MOMBASA (Kenya), July 21: Kenyan police said on Friday they had arrested an Indian terror suspect based on intelligence from New Delhi but the man was refusing to cooperate with authorities.
Anti-terrorism police in the port city of Mombasa said they detained Abdul Karim Tunda, an alleged leader of the Lashkar-i-Taiba, after learning from Indian officials that he was in east Africa.
They said that they had flown him to Nairobi for interrogation.
“We received information from India that this man has been operating in Kenya and Tanzania,” a senior Mombasa police official told AFP on condition of anonymity. “He was moving in and outside the country under different names.”

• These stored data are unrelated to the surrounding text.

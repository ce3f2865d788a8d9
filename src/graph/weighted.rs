//! Adjacency-list graph with symmetric `f64` edge weights.

use crate::error::GraphError;
use std::collections::HashMap;
use std::fmt;
use std::hash::Hash;

/// Marker trait for vertex identifiers.
///
/// Any comparable, hashable, cloneable value works: `char`, `&str`,
/// `String`, integer ids, or a domain newtype. Identifiers carry no
/// meaning beyond identity.
pub trait Vertex: Clone + Eq + Hash + fmt::Debug + Send + Sync {}

impl<T: Clone + Eq + Hash + fmt::Debug + Send + Sync> Vertex for T {}

/// Undirected graph with non-negative edge weights.
///
/// Vertices are kept in insertion order so that [`vertices`](Self::vertices)
/// and population initialization are deterministic for a given seed.
///
/// # Examples
///
/// ```
/// use u_hampath::graph::WeightedGraph;
///
/// let graph = WeightedGraph::from_edges([('a', 'b', 4.0), ('b', 'c', 2.0), ('c', 'd', 2.0)])
///     .unwrap();
/// assert_eq!(graph.path_cost(&['a', 'b', 'c', 'd']).unwrap(), 8.0);
/// ```
#[derive(Debug, Clone)]
pub struct WeightedGraph<V: Vertex> {
    vertices: Vec<V>,
    index: HashMap<V, usize>,
    // adjacency[i] holds (neighbor index, weight), in insertion order
    adjacency: Vec<Vec<(usize, f64)>>,
}

impl<V: Vertex> Default for WeightedGraph<V> {
    fn default() -> Self {
        Self::new()
    }
}

impl<V: Vertex> WeightedGraph<V> {
    /// Creates an empty graph.
    pub fn new() -> Self {
        Self {
            vertices: Vec::new(),
            index: HashMap::new(),
            adjacency: Vec::new(),
        }
    }

    /// Builds a graph from `(u, v, weight)` triples, inserting each with
    /// [`add_edge`](Self::add_edge).
    pub fn from_edges<I>(edges: I) -> Result<Self, GraphError>
    where
        I: IntoIterator<Item = (V, V, f64)>,
    {
        let mut graph = Self::new();
        for (u, v, w) in edges {
            graph.add_edge(u, v, w)?;
        }
        Ok(graph)
    }

    /// Adds `v` with no edges. Does nothing if it is already present.
    pub fn add_vertex(&mut self, v: V) -> &mut Self {
        self.ensure_vertex(v);
        self
    }

    /// Sets `w(u, v) = w(v, u) = weight`, adding missing endpoints.
    ///
    /// Overwrites any previous weight for the pair. Self-loops and
    /// negative or non-finite weights are rejected.
    pub fn add_edge(&mut self, u: V, v: V, weight: f64) -> Result<&mut Self, GraphError> {
        if !weight.is_finite() || weight < 0.0 {
            return Err(GraphError::InvalidWeight(weight));
        }
        if u == v {
            return Err(GraphError::SelfLoop(format!("{u:?}")));
        }

        let ui = self.ensure_vertex(u);
        let vi = self.ensure_vertex(v);
        set_weight(&mut self.adjacency[ui], vi, weight);
        set_weight(&mut self.adjacency[vi], ui, weight);
        Ok(self)
    }

    /// All vertices in insertion order.
    pub fn vertices(&self) -> &[V] {
        &self.vertices
    }

    /// Adjacent vertices of `v` with their edge weights, in insertion order.
    pub fn neighbors(&self, v: &V) -> Result<Vec<(&V, f64)>, GraphError> {
        let i = self.lookup(v)?;
        Ok(self.adjacency[i]
            .iter()
            .map(|&(j, w)| (&self.vertices[j], w))
            .collect())
    }

    /// Weight of the edge `u`–`v`, or `None` if either endpoint is unknown
    /// or the pair is not connected.
    pub fn weight(&self, u: &V, v: &V) -> Option<f64> {
        let ui = *self.index.get(u)?;
        let vi = *self.index.get(v)?;
        edge_weight(&self.adjacency[ui], vi)
    }

    /// Returns `true` if `v` has been added.
    pub fn contains(&self, v: &V) -> bool {
        self.index.contains_key(v)
    }

    /// Number of vertices.
    pub fn vertex_count(&self) -> usize {
        self.vertices.len()
    }

    /// Number of undirected edges.
    pub fn edge_count(&self) -> usize {
        self.adjacency.iter().map(Vec::len).sum::<usize>() / 2
    }

    /// Returns `true` if the graph has no vertices.
    pub fn is_empty(&self) -> bool {
        self.vertices.is_empty()
    }

    /// Sum of edge weights between consecutive vertices of `path`.
    ///
    /// The path is not closed back to its first vertex. Paths of length
    /// 0 or 1 cost 0.
    ///
    /// # Errors
    ///
    /// - [`GraphError::UnknownVertex`] if a vertex was never added
    /// - [`GraphError::MissingEdge`] if two consecutive vertices are not connected
    pub fn path_cost(&self, path: &[V]) -> Result<f64, GraphError> {
        if let [only] = path {
            self.lookup(only)?;
        }

        let mut cost = 0.0;
        for pair in path.windows(2) {
            let ui = self.lookup(&pair[0])?;
            let vi = self.lookup(&pair[1])?;
            cost += edge_weight(&self.adjacency[ui], vi).ok_or_else(|| {
                GraphError::MissingEdge {
                    from: format!("{:?}", pair[0]),
                    to: format!("{:?}", pair[1]),
                }
            })?;
        }
        Ok(cost)
    }

    fn lookup(&self, v: &V) -> Result<usize, GraphError> {
        self.index
            .get(v)
            .copied()
            .ok_or_else(|| GraphError::UnknownVertex(format!("{v:?}")))
    }

    fn ensure_vertex(&mut self, v: V) -> usize {
        if let Some(&i) = self.index.get(&v) {
            return i;
        }
        let i = self.vertices.len();
        self.index.insert(v.clone(), i);
        self.vertices.push(v);
        self.adjacency.push(Vec::new());
        i
    }
}

fn edge_weight(adjacent: &[(usize, f64)], target: usize) -> Option<f64> {
    adjacent
        .iter()
        .find(|&&(j, _)| j == target)
        .map(|&(_, w)| w)
}

fn set_weight(adjacent: &mut Vec<(usize, f64)>, target: usize, weight: f64) {
    match adjacent.iter_mut().find(|(j, _)| *j == target) {
        Some(entry) => entry.1 = weight,
        None => adjacent.push((target, weight)),
    }
}

impl<V: Vertex> fmt::Display for WeightedGraph<V> {
    /// Every adjacency entry as `(u, v, w)`, tab separated. Each undirected
    /// edge therefore appears once from each endpoint.
    fn fmt(&self, f: &mut fmt::Formatter<'_>) -> fmt::Result {
        for (i, adjacent) in self.adjacency.iter().enumerate() {
            for &(j, w) in adjacent {
                write!(f, "({:?}, {:?}, {})\t", self.vertices[i], self.vertices[j], w)?;
            }
        }
        Ok(())
    }
}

Another official said Tunda was in possession of eight fake passports of different African countries and that the suspect had been surly and confrontational when detained.
“We are still interrogating him, but he is not cooperating,” the official said.
“We were directed to remove the man from the cell at 2am and he was flown to Nairobi,” said a senior police official, adding that foreign agents were involved in the interrogation.
Police initially said they had detained Tunda, one of India’s most wanted terror suspects, on Thursday in Mombasa, after trailing him from a small trading post along the Kenyan-Tanzanian border.
Each of the eight passports seized from him had a different name derived from those countries, including Kenya, Uganda and Tanzania.
They said they would be turning him over to prosecutors for possible extradition to India.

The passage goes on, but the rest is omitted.